Jenewa – Sistem hukum internasional yang selama ini menjadi fondasi bagi perdamaian dan hak asasi manusia global dilaporkan berada di bawah tekanan ekstrem pada tahun 2025. Organisasi hak asasi manusia terkemuka, Amnesty International, berulang kali menyuarakan kekhawatiran bahwa tatanan global yang berbasis aturan kini terancam oleh dua kekuatan utama: standar ganda (double standards) dari negara-negara besar dan tren praktik otoriter yang sedang menguat.
1. Pelemahan Lembaga Keadilan Global (ICC)
Mahkamah Pidana Internasional (ICC) adalah lembaga yang paling merasakan dampak langsung dari ancaman ini. Amnesty menyoroti adanya serangan sistematis yang bertujuan melemahkan independensi dan yurisdiksi ICC:
- Sanksi dan Intervensi Politik: ICC mengecam keras tindakan beberapa negara besar—khususnya Amerika Serikat—yang menjatuhkan sanksi terhadap hakim dan pejabat ICC. Sanksi tersebut secara eksplisit ditujukan kepada mereka yang terlibat dalam penyelidikan dugaan kejahatan perang, khususnya yang berkaitan dengan konflik besar.

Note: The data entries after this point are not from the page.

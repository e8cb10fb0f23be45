use crate::config::Config;
use blockhook_sdk::utils::Context;
use flate2::read::GzDecoder;
use std::fs;
use std::io::{self, Read, Write};

/// Streams the remote Stacks events archive to disk, decompressing on the
/// fly. Returns whether a fresh dataset landed locally.
pub async fn download_stacks_dataset_if_required(
    config: &mut Config,
    ctx: &Context,
) -> Result<bool, String> {
    if !config.should_download_remote_stacks_tsv() {
        // Use the local tsv already present.
        return Ok(config.rely_on_remote_stacks_tsv());
    }

    let url = config.expected_remote_stacks_tsv_url()?.clone();
    let destination_path = config.expected_local_stacks_tsv_file()?;

    let mut destination_dir = destination_path.clone();
    destination_dir.pop();
    fs::create_dir_all(&destination_dir)
        .map_err(|e| format!("unable to create directory {}: {}", destination_dir.display(), e))?;

    info!(
        ctx.expect_logger(),
        "Downloading Stacks events archive {} to {}",
        url,
        destination_path.display()
    );

    let response = reqwest::get(&url)
        .await
        .map_err(|e| format!("unable to download archive {}: {}", url, e))?;
    if !response.status().is_success() {
        return Err(format!(
            "unable to download archive {}: status {}",
            url,
            response.status()
        ));
    }

    let compressed = response
        .bytes()
        .await
        .map_err(|e| format!("unable to read archive body: {}", e))?;

    info!(
        ctx.expect_logger(),
        "Archive downloaded ({} compressed bytes), decompressing", compressed.len()
    );

    let mut decoder = GzDecoder::new(&compressed[..]);
    let file = fs::File::create(&destination_path).map_err(|e| {
        format!(
            "unable to create file {}: {}",
            destination_path.display(),
            e
        )
    })?;
    let mut writer = io::BufWriter::new(file);
    let mut buffer = [0u8; 512 * 1024];
    let mut total_written = 0u64;
    loop {
        let bytes_read = decoder
            .read(&mut buffer)
            .map_err(|e| format!("unable to decompress archive: {}", e))?;
        if bytes_read == 0 {
            break;
        }
        writer
            .write_all(&buffer[..bytes_read])
            .map_err(|e| format!("unable to write archive: {}", e))?;
        total_written += bytes_read as u64;
        if total_written % (1024 * 1024 * 1024) < (512 * 1024) {
            info!(
                ctx.expect_logger(),
                "Decompressed {} mb", total_written / (1024 * 1024)
            );
        }
    }
    writer
        .flush()
        .map_err(|e| format!("unable to flush archive: {}", e))?;

    info!(
        ctx.expect_logger(),
        "Stacks events archive ready ({} bytes)", total_written
    );

    config.add_local_stacks_tsv_source(&destination_path);
    Ok(true)
}
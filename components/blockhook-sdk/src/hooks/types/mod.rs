pub mod bitcoin;
pub mod stacks;

pub use bitcoin::*;
pub use stacks::*;

use blockhook_types::{BitcoinNetwork, StacksNetwork};
use schemars::JsonSchema;

/// Set of active hooks the observer evaluates on every chain event.
#[derive(Clone, Debug, PartialEq)]
pub struct HookRegistry {
    pub bitcoin_hooks: Vec<BitcoinHookSpecification>,
    pub stacks_hooks: Vec<StacksHookSpecification>,
}

impl HookRegistry {
    pub fn new() -> HookRegistry {
        HookRegistry {
            bitcoin_hooks: vec![],
            stacks_hooks: vec![],
        }
    }

    pub fn is_hook_registered(&self, uuid: &str) -> bool {
        self.bitcoin_hooks.iter().any(|h| h.uuid.eq(uuid))
            || self.stacks_hooks.iter().any(|h| h.uuid.eq(uuid))
    }

    /// Resolves a network-mapped registration document against the running
    /// networks and registers the resulting specification.
    pub fn register_full_specification(
        &mut self,
        networks: (&BitcoinNetwork, &StacksNetwork),
        hook: HookSpecificationNetworkMap,
    ) -> Result<HookSpecification, String> {
        let spec = match hook {
            HookSpecificationNetworkMap::Stacks(hook) => {
                let spec = hook.into_selected_network_specification(networks.1, None)?;
                spec.validate()?;
                self.stacks_hooks.push(spec.clone());
                HookSpecification::Stacks(spec)
            }
            HookSpecificationNetworkMap::Bitcoin(hook) => {
                let spec = hook.into_selected_network_specification(networks.0, None)?;
                spec.validate()?;
                self.bitcoin_hooks.push(spec.clone());
                HookSpecification::Bitcoin(spec)
            }
        };
        Ok(spec)
    }

    pub fn register_specification(&mut self, spec: HookSpecification) -> Result<(), String> {
        match spec {
            HookSpecification::Stacks(spec) => {
                spec.validate()?;
                self.stacks_hooks.push(spec);
            }
            HookSpecification::Bitcoin(spec) => {
                spec.validate()?;
                self.bitcoin_hooks.push(spec);
            }
        };
        Ok(())
    }

    pub fn enable_specification(&mut self, predicate_spec: &mut HookSpecification) {
        match predicate_spec {
            HookSpecification::Stacks(spec_to_enable) => {
                for spec in self.stacks_hooks.iter_mut() {
                    if spec.uuid.eq(&spec_to_enable.uuid) {
                        spec.enabled = true;
                        spec_to_enable.enabled = true;
                        break;
                    }
                }
            }
            HookSpecification::Bitcoin(spec_to_enable) => {
                for spec in self.bitcoin_hooks.iter_mut() {
                    if spec.uuid.eq(&spec_to_enable.uuid) {
                        spec.enabled = true;
                        spec_to_enable.enabled = true;
                        break;
                    }
                }
            }
        };
    }

    pub fn deregister_stacks_hook(&mut self, hook_uuid: String) -> Option<StacksHookSpecification> {
        let mut i = 0;
        while i < self.stacks_hooks.len() {
            if self.stacks_hooks[i].uuid == hook_uuid {
                return Some(self.stacks_hooks.remove(i));
            }
            i += 1;
        }
        None
    }

    pub fn deregister_bitcoin_hook(
        &mut self,
        hook_uuid: String,
    ) -> Option<BitcoinHookSpecification> {
        let mut i = 0;
        while i < self.bitcoin_hooks.len() {
            if self.bitcoin_hooks[i].uuid == hook_uuid {
                return Some(self.bitcoin_hooks.remove(i));
            }
            i += 1;
        }
        None
    }
}

impl Default for HookRegistry {
    fn default() -> Self {
        Self::new()
    }
}

#[derive(Clone, Debug, Serialize, Deserialize, PartialEq)]
#[serde(rename_all = "snake_case")]
#[serde(tag = "chain")]
pub enum HookSpecification {
    Bitcoin(BitcoinHookSpecification),
    Stacks(StacksHookSpecification),
}

impl HookSpecification {
    /// Glob matching the predicate key on either chain; resolve it with a
    /// key scan.
    pub fn either_stx_or_btc_key(uuid: &str) -> String {
        format!("predicate:*:{}", uuid)
    }

    pub fn stacks_key(uuid: &str) -> String {
        format!("predicate:stacks:{}", uuid)
    }

    pub fn bitcoin_key(uuid: &str) -> String {
        format!("predicate:bitcoin:{}", uuid)
    }

    pub fn key(&self) -> String {
        match self {
            Self::Bitcoin(data) => Self::bitcoin_key(&data.uuid),
            Self::Stacks(data) => Self::stacks_key(&data.uuid),
        }
    }

    pub fn uuid(&self) -> &str {
        match self {
            Self::Bitcoin(data) => &data.uuid,
            Self::Stacks(data) => &data.uuid,
        }
    }

    pub fn name(&self) -> &str {
        match self {
            Self::Bitcoin(data) => &data.name,
            Self::Stacks(data) => &data.name,
        }
    }

    pub fn deserialize_specification(spec: &str) -> Result<HookSpecification, String> {
        let spec: HookSpecification = serde_json::from_str(spec)
            .map_err(|e| format!("unable to deserialize predicate {}", e))?;
        Ok(spec)
    }

    pub fn validate(&self) -> Result<(), String> {
        match self {
            Self::Bitcoin(data) => data.validate(),
            Self::Stacks(data) => data.validate(),
        }
    }
}

/// Registration document: one predicate, several candidate networks. The
/// running network decides which entry becomes the active specification.
#[derive(Clone, Debug, Serialize, Deserialize, PartialEq, JsonSchema)]
#[serde(rename_all = "snake_case")]
#[serde(tag = "chain")]
pub enum HookSpecificationNetworkMap {
    Bitcoin(BitcoinHookSpecificationNetworkMap),
    Stacks(StacksHookSpecificationNetworkMap),
}

impl HookSpecificationNetworkMap {
    pub fn get_uuid(&self) -> &str {
        match self {
            Self::Bitcoin(data) => &data.uuid,
            Self::Stacks(data) => &data.uuid,
        }
    }

    pub fn name(&self) -> &str {
        match self {
            Self::Bitcoin(data) => &data.name,
            Self::Stacks(data) => &data.name,
        }
    }

    pub fn validate(&self) -> Result<(), String> {
        match self {
            Self::Bitcoin(data) => {
                for (_network, spec) in data.networks.iter() {
                    validate_blocks_range(spec.start_block, spec.end_block)?;
                    spec.action.validate()?;
                }
            }
            Self::Stacks(data) => {
                for (_network, spec) in data.networks.iter() {
                    validate_blocks_range(spec.start_block, spec.end_block)?;
                    spec.action.validate()?;
                    spec.predicate.validate()?;
                }
            }
        }
        Ok(())
    }
}

fn validate_blocks_range(start_block: Option<u64>, end_block: Option<u64>) -> Result<(), String> {
    if let (Some(start_block), Some(end_block)) = (start_block, end_block) {
        if start_block > end_block {
            return Err(
                "Chainhook specification field `end_block` should be greater than `start_block`."
                    .into(),
            );
        }
    }
    Ok(())
}

#[derive(Clone, Debug, Serialize, Deserialize, PartialEq, JsonSchema)]
#[serde(rename_all = "snake_case")]
pub enum HookAction {
    HttpPost(HttpHook),
    FileAppend(FileHook),
    Noop,
}

impl HookAction {
    pub fn validate(&self) -> Result<(), String> {
        match self {
            HookAction::HttpPost(spec) => {
                if !spec.url.starts_with("http://") && !spec.url.starts_with("https://") {
                    return Err(format!(
                        "Hook action field `url` should start with `http://` or `https://`: {}",
                        spec.url
                    ));
                }
            }
            HookAction::FileAppend(spec) => {
                if spec.path.is_empty() {
                    return Err("Hook action field `path` is empty".into());
                }
            }
            HookAction::Noop => {}
        }
        Ok(())
    }
}

#[derive(Clone, Debug, Serialize, Deserialize, PartialEq, JsonSchema)]
pub struct HttpHook {
    pub url: String,
    pub authorization_header: String,
}

#[derive(Clone, Debug, Serialize, Deserialize, PartialEq, JsonSchema)]
pub struct FileHook {
    pub path: String,
}

#[derive(Clone, Debug, Serialize, Deserialize, PartialEq, JsonSchema)]
#[serde(rename_all = "snake_case")]
pub enum MatchingRule {
    Equals(String),
    StartsWith(String),
    EndsWith(String),
}

#[derive(Clone, Debug, Serialize, Deserialize, PartialEq, JsonSchema)]
#[serde(rename_all = "snake_case")]
pub enum ExactMatchingRule {
    Equals(String),
}

#[derive(Clone, Debug, Serialize, Deserialize, PartialEq, JsonSchema)]
#[serde(rename_all = "snake_case")]
pub enum BlockIdentifierIndexRule {
    Equals(u64),
    HigherThan(u64),
    LowerThan(u64),
    Between(u64, u64),
}
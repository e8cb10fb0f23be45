use crate::indexer::bitcoin::{
    build_http_client, download_and_parse_block_with_retry, NewBitcoinBlock,
};
use crate::indexer::stacks::standardize_stacks_marshalled_stackerdb_chunks;
use crate::indexer::Indexer;
use crate::monitoring::PrometheusMonitoring;
use crate::utils::Context;
use blockhook_types::{Chain, StacksChainEvent, StacksChainUpdatedWithStackerDbChunksData};
use hiro_system_kit::slog;
use rocket::serde::json::{json, Json, Value as JsonValue};
use rocket::State;
use std::sync::mpsc::Sender;
use std::sync::{Arc, Mutex, RwLock};
use std::time::{SystemTime, UNIX_EPOCH};

use super::{BitcoinConfig, BitcoinRPCRequest, ObserverCommand};

#[rocket::get("/ping", format = "application/json")]
pub fn handle_ping(
    ctx: &State<Context>,
    prometheus_monitoring: &State<PrometheusMonitoring>,
) -> Json<JsonValue> {
    ctx.try_log(|logger| slog::info!(logger, "GET /ping"));
    Json(json!({
        "status": 200,
        "result": {
            "bitcoin_tip": prometheus_monitoring.btc_highest_block_ingested.get(),
            "stacks_tip": prometheus_monitoring.stx_highest_block_ingested.get(),
        },
    }))
}

#[post("/new_burn_block", format = "json", data = "<bitcoin_block>")]
pub async fn handle_new_bitcoin_block(
    indexer_rw_lock: &State<Arc<RwLock<Indexer>>>,
    bitcoin_config: &State<BitcoinConfig>,
    bitcoin_block: Json<NewBitcoinBlock>,
    background_job_tx: &State<Arc<Mutex<Sender<ObserverCommand>>>>,
    ctx: &State<Context>,
) -> Json<JsonValue> {
    if bitcoin_config
        .bitcoin_block_signaling
        .should_ignore_bitcoin_block_signaling_through_stacks()
    {
        return Json(json!({
            "status": 200,
            "result": "Ok",
        }));
    }

    ctx.try_log(|logger| slog::info!(logger, "POST /new_burn_block"));
    // Standardize the structure of the block, and identify the kind of update
    // that this new block would imply, taking the reorg window into account.
    let http_client = build_http_client();
    let block_hash = bitcoin_block
        .burn_block_hash
        .strip_prefix("0x")
        .unwrap_or(&bitcoin_block.burn_block_hash);
    let block =
        match download_and_parse_block_with_retry(&http_client, block_hash, bitcoin_config, ctx)
            .await
        {
            Ok(block) => block,
            Err(e) => {
                ctx.try_log(|logger| {
                    slog::warn!(logger, "unable to download_and_parse_block: {}", e)
                });
                return Json(json!({
                    "status": 500,
                    "result": "unable to retrieve_full_block",
                }));
            }
        };

    let header = block.get_block_header();
    match background_job_tx.lock() {
        Ok(tx) => {
            let _ = tx.send(ObserverCommand::ProcessBitcoinBlock(block));
        }
        Err(e) => {
            ctx.try_log(|logger| {
                slog::warn!(logger, "unable to acquire background_job_tx: {}", e)
            });
            return Json(json!({
                "status": 500,
                "result": "Unable to acquire lock",
            }));
        }
    };

    let chain_update = match indexer_rw_lock.inner().write() {
        Ok(mut indexer) => indexer.handle_bitcoin_header(header, ctx),
        Err(e) => {
            ctx.try_log(|logger| {
                slog::warn!(logger, "unable to acquire indexer_rw_lock: {}", e)
            });
            return Json(json!({
                "status": 500,
                "result": "Unable to acquire lock",
            }));
        }
    };

    match chain_update {
        Ok(Some(chain_event)) => {
            match background_job_tx.lock() {
                Ok(tx) => {
                    let _ = tx.send(ObserverCommand::PropagateBitcoinChainEvent(chain_event));
                }
                Err(e) => {
                    ctx.try_log(|logger| {
                        slog::warn!(logger, "unable to acquire background_job_tx: {}", e)
                    });
                    return Json(json!({
                        "status": 500,
                        "result": "Unable to acquire lock",
                    }));
                }
            };
        }
        Ok(None) => {
            ctx.try_log(|logger| slog::info!(logger, "unable to infer chain progress"));
        }
        Err(e) => {
            ctx.try_log(|logger| slog::error!(logger, "unable to handle bitcoin block: {}", e));
            if let Ok(tx) = background_job_tx.lock() {
                let _ = tx.send(ObserverCommand::NotifyPoolError(Chain::Bitcoin, e));
            }
            return Json(json!({
                "status": 500,
                "result": "unable to handle bitcoin block",
            }));
        }
    }

    Json(json!({
        "status": 200,
        "result": "Ok",
    }))
}

#[post("/new_block", format = "application/json", data = "<marshalled_block>")]
pub fn handle_new_stacks_block(
    indexer_rw_lock: &State<Arc<RwLock<Indexer>>>,
    marshalled_block: Json<JsonValue>,
    background_job_tx: &State<Arc<Mutex<Sender<ObserverCommand>>>>,
    ctx: &State<Context>,
) -> Json<JsonValue> {
    ctx.try_log(|logger| slog::info!(logger, "POST /new_block"));
    // Standardize the structure of the block, and identify the kind of update
    // that this new block would imply, taking the reorg window into account.
    let chain_event = match indexer_rw_lock.inner().write() {
        Ok(mut indexer) => {
            indexer.handle_stacks_marshalled_block(marshalled_block.into_inner(), ctx)
        }
        Err(e) => {
            ctx.try_log(|logger| {
                slog::warn!(logger, "unable to acquire indexer_rw_lock: {}", e)
            });
            return Json(json!({
                "status": 500,
                "result": "Unable to acquire lock",
            }));
        }
    };

    match chain_event {
        Ok(Some(chain_event)) => {
            let background_job_tx = background_job_tx.inner();
            match background_job_tx.lock() {
                Ok(tx) => {
                    let _ = tx.send(ObserverCommand::PropagateStacksChainEvent(chain_event));
                }
                Err(e) => {
                    ctx.try_log(|logger| {
                        slog::warn!(logger, "unable to acquire background_job_tx: {}", e)
                    });
                    return Json(json!({
                        "status": 500,
                        "result": "Unable to acquire lock",
                    }));
                }
            };
        }
        Ok(None) => {
            ctx.try_log(|logger| slog::info!(logger, "unable to infer chain progress"));
        }
        Err(e) => {
            ctx.try_log(|logger| slog::error!(logger, "{}", e));
            if let Ok(tx) = background_job_tx.lock() {
                let _ = tx.send(ObserverCommand::NotifyPoolError(Chain::Stacks, e));
            }
            return Json(json!({
                "status": 500,
                "result": "unable to handle stacks block",
            }));
        }
    }

    Json(json!({
        "status": 200,
        "result": "Ok",
    }))
}

#[post(
    "/new_microblocks",
    format = "application/json",
    data = "<marshalled_microblock>"
)]
pub fn handle_new_microblocks(
    indexer_rw_lock: &State<Arc<RwLock<Indexer>>>,
    marshalled_microblock: Json<JsonValue>,
    background_job_tx: &State<Arc<Mutex<Sender<ObserverCommand>>>>,
    ctx: &State<Context>,
) -> Json<JsonValue> {
    ctx.try_log(|logger| slog::info!(logger, "POST /new_microblocks"));
    let chain_event = match indexer_rw_lock.inner().write() {
        Ok(mut indexer) => indexer
            .handle_stacks_marshalled_microblock_trail(marshalled_microblock.into_inner(), ctx),
        Err(e) => {
            ctx.try_log(|logger| {
                slog::warn!(logger, "unable to acquire indexer_rw_lock: {}", e)
            });
            return Json(json!({
                "status": 500,
                "result": "Unable to acquire lock",
            }));
        }
    };

    match chain_event {
        Ok(Some(chain_event)) => {
            let background_job_tx = background_job_tx.inner();
            match background_job_tx.lock() {
                Ok(tx) => {
                    let _ = tx.send(ObserverCommand::PropagateStacksChainEvent(chain_event));
                }
                Err(e) => {
                    ctx.try_log(|logger| {
                        slog::warn!(logger, "unable to acquire background_job_tx: {}", e)
                    });
                    return Json(json!({
                        "status": 500,
                        "result": "Unable to acquire lock",
                    }));
                }
            };
        }
        Ok(None) => {
            ctx.try_log(|logger| slog::info!(logger, "unable to infer chain progress"));
        }
        Err(e) => {
            ctx.try_log(|logger| slog::error!(logger, "unable to handle stacks microblock: {}", e));
        }
    }

    Json(json!({
        "status": 200,
        "result": "Ok",
    }))
}

#[post(
    "/stackerdb_chunks",
    format = "application/json",
    data = "<marshalled_chunks>"
)]
pub fn handle_stackerdb_chunks(
    marshalled_chunks: Json<JsonValue>,
    background_job_tx: &State<Arc<Mutex<Sender<ObserverCommand>>>>,
    ctx: &State<Context>,
) -> Json<JsonValue> {
    ctx.try_log(|logger| slog::info!(logger, "POST /stackerdb_chunks"));
    let received_at_ms = SystemTime::now()
        .duration_since(UNIX_EPOCH)
        .map(|d| d.as_millis() as u64)
        .unwrap_or(0);
    let chunks =
        match standardize_stacks_marshalled_stackerdb_chunks(marshalled_chunks.into_inner(), ctx) {
            Ok(chunks) => chunks,
            Err(e) => {
                ctx.try_log(|logger| {
                    slog::error!(logger, "unable to handle stackerdb chunks: {}", e)
                });
                return Json(json!({
                    "status": 500,
                    "result": "unable to handle stackerdb chunks",
                }));
            }
        };

    if !chunks.is_empty() {
        if let Ok(tx) = background_job_tx.lock() {
            let _ = tx.send(ObserverCommand::PropagateStacksChainEvent(
                StacksChainEvent::ChainUpdatedWithStackerDbChunks(
                    StacksChainUpdatedWithStackerDbChunksData {
                        chunks,
                        received_at_ms,
                    },
                ),
            ));
        }
    }

    Json(json!({
        "status": 200,
        "result": "Ok",
    }))
}

// Mempool admissions are not evaluated; the endpoint only exists so that the
// stacks node's event batch does not error out.
#[post("/new_mempool_tx", format = "application/json", data = "<raw_txs>")]
pub fn handle_new_mempool_tx(raw_txs: Json<Vec<String>>, ctx: &State<Context>) -> Json<JsonValue> {
    ctx.try_log(|logger| {
        slog::debug!(logger, "POST /new_mempool_tx ({} txs)", raw_txs.len())
    });
    Json(json!({
        "status": 200,
        "result": "Ok",
    }))
}

#[post("/drop_mempool_tx", format = "application/json")]
pub fn handle_drop_mempool_tx(ctx: &State<Context>) -> Json<JsonValue> {
    ctx.try_log(|logger| slog::debug!(logger, "POST /drop_mempool_tx"));
    Json(json!({
        "status": 200,
        "result": "Ok",
    }))
}

#[post("/attachments/new", format = "application/json")]
pub fn handle_new_attachement(ctx: &State<Context>) -> Json<JsonValue> {
    ctx.try_log(|logger| slog::debug!(logger, "POST /attachments/new"));
    Json(json!({
        "status": 200,
        "result": "Ok",
    }))
}

#[post("/mined_block", format = "application/json", data = "<payload>")]
pub fn handle_mined_block(payload: Json<JsonValue>, ctx: &State<Context>) -> Json<JsonValue> {
    ctx.try_log(|logger| slog::debug!(logger, "POST /mined_block {:?}", payload));
    Json(json!({
        "status": 200,
        "result": "Ok",
    }))
}

#[post("/mined_microblock", format = "application/json", data = "<payload>")]
pub fn handle_mined_microblock(payload: Json<JsonValue>, ctx: &State<Context>) -> Json<JsonValue> {
    ctx.try_log(|logger| slog::debug!(logger, "POST /mined_microblock {:?}", payload));
    Json(json!({
        "status": 200,
        "result": "Ok",
    }))
}

#[post("/wallet", format = "application/json", data = "<bitcoin_rpc_call>")]
pub async fn handle_bitcoin_wallet_rpc_call(
    bitcoin_config: &State<BitcoinConfig>,
    bitcoin_rpc_call: Json<BitcoinRPCRequest>,
    ctx: &State<Context>,
) -> Json<JsonValue> {
    ctx.try_log(|logger| slog::info!(logger, "POST /wallet"));

    use base64::encode;
    use reqwest::Client;

    let bitcoin_rpc_call = bitcoin_rpc_call.into_inner().clone();

    let body = rocket::serde::json::serde_json::to_vec(&bitcoin_rpc_call).unwrap_or(vec![]);

    let token = encode(format!(
        "{}:{}",
        bitcoin_config.username, bitcoin_config.password
    ));

    let url = bitcoin_config.rpc_url.to_string();
    let client = Client::new();
    let builder = client
        .post(&url)
        .header("Content-Type", "application/json")
        .header("Authorization", format!("Basic {}", token))
        .timeout(std::time::Duration::from_secs(5));

    match builder.body(body).send().await {
        Ok(res) => Json(res.json().await.unwrap_or(json!({ "status": 500 }))),
        Err(_) => Json(json!({
            "status": 500
        })),
    }
}

#[post("/", format = "application/json", data = "<bitcoin_rpc_call>")]
pub async fn handle_bitcoin_rpc_call(
    bitcoin_config: &State<BitcoinConfig>,
    bitcoin_rpc_call: Json<BitcoinRPCRequest>,
    background_job_tx: &State<Arc<Mutex<Sender<ObserverCommand>>>>,
    ctx: &State<Context>,
) -> Json<JsonValue> {
    ctx.try_log(|logger| slog::info!(logger, "POST /"));

    use base64::encode;
    use reqwest::Client;

    let bitcoin_rpc_call = bitcoin_rpc_call.into_inner().clone();
    let method = bitcoin_rpc_call.method.clone();

    let body = rocket::serde::json::serde_json::to_vec(&bitcoin_rpc_call).unwrap_or(vec![]);

    let token = encode(format!(
        "{}:{}",
        bitcoin_config.username, bitcoin_config.password
    ));

    ctx.try_log(|logger| {
        slog::debug!(
            logger,
            "Forwarding {} request to {}",
            method,
            bitcoin_config.rpc_url
        )
    });

    let url = if method == "listunspent" {
        format!("{}/wallet/", bitcoin_config.rpc_url)
    } else {
        bitcoin_config.rpc_url.to_string()
    };

    let client = Client::new();
    let builder = client
        .post(&url)
        .header("Content-Type", "application/json")
        .header("Authorization", format!("Basic {}", token))
        .timeout(std::time::Duration::from_secs(5));

    if method == "sendrawtransaction" {
        let background_job_tx = background_job_tx.inner();
        if let Ok(tx) = background_job_tx.lock() {
            let _ = tx.send(ObserverCommand::NotifyBitcoinTransactionProxied);
        };
    }

    match builder.body(body).send().await {
        Ok(res) => {
            let payload = res.json().await.unwrap_or(json!({ "status": 500 }));
            ctx.try_log(|logger| slog::debug!(logger, "Responding with response {:?}", payload));
            Json(payload)
        }
        Err(_) => Json(json!({
            "status": 500
        })),
    }
}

Amnesty menyebut tindakan ini sebagai “serangan terang-terangan terhadap independensi peradilan” dan upaya untuk menghambat penegakan akuntabilitas atas kejahatan internasional.
- Penolakan Yurisdiksi: Negara-negara yang tidak meratifikasi Statuta Roma (perjanjian pendirian ICC) secara konsisten menolak yurisdiksi ICC untuk menyelidiki warga negaranya. Sikap ini menciptakan kekebalan hukum de facto bagi pihak-pihak yang kuat, sekaligus merusak legitimasi mahkamah di mata dunia.
2. Standar Ganda dan Disparitas Keadilan
Ancaman terbesar bagi hukum internasional adalah praktik standar ganda yang dilakukan oleh negara-negara berpengaruh:
- Penerapan Selektif: Hukum dan sanksi internasional sering kali diterapkan dengan keras terhadap pihak-pihak yang lemah atau negara-negara yang tidak memiliki sekutu kuat, namun diabaikan ketika pelanggaran serius dilakukan oleh sekutu atau negara adidaya.
- Contoh Gaza dan Sudan: Amnesty secara tegas menyoroti kontras respons internasional terhadap krisis di Gaza dan Sudan. Lembaga ini mencatat bahwa meskipun ada bukti kuat pelanggaran hukum humaniter di kedua lokasi tersebut, respons politik dan aksi kemanusiaan global terasa timpang. Perlakuan yang berbeda ini menciptakan persepsi bahwa keadilan dapat dibeli atau dihindari, yang pada akhirnya mengikis kepercayaan terhadap seluruh sistem PBB.
3. Tren Otoritarianisme dan Penyusutan Ruang Sipil
Secara global, Amnesty International mencatat peningkatan tajam dalam praktik-praktik yang bertentangan dengan prinsip HAM dasar:
- Kriminalisasi dan Intimidasi: Praktik otoriter termanifestasi melalui kriminalisasi massal dan intimidasi terhadap para pembela HAM, jurnalis, dan aktivis di banyak negara. Serangan ini menggunakan alat hukum domestik—seperti undang-undang ITE dan hukum makar—untuk membungkam perbedaan pendapat, yang secara efektif menyusutkan ruang sipil (civil space).
- Penarikan Diri dari Mekanisme HAM: Beberapa negara memilih untuk keluar dari perjanjian atau dewan HAM PBB, atau bahkan menolak resolusi tertentu, sebagai upaya menghindari pengawasan internasional. Ini mencerminkan upaya untuk memprioritaskan kedaulatan di atas kewajiban HAM universal.
Amnesty menyerukan kepada komunitas internasional untuk segera kembali ke komitmen terhadap hak asasi manusia universal tanpa syarat. Jika tren pelemahan ini terus berlanjut, masa depan yang diatur oleh supremasi hukum dapat digantikan oleh era kekuasaan berdasarkan kekuatan (might makes right), di mana korban konflik tidak memiliki harapan untuk mendapatkan keadilan.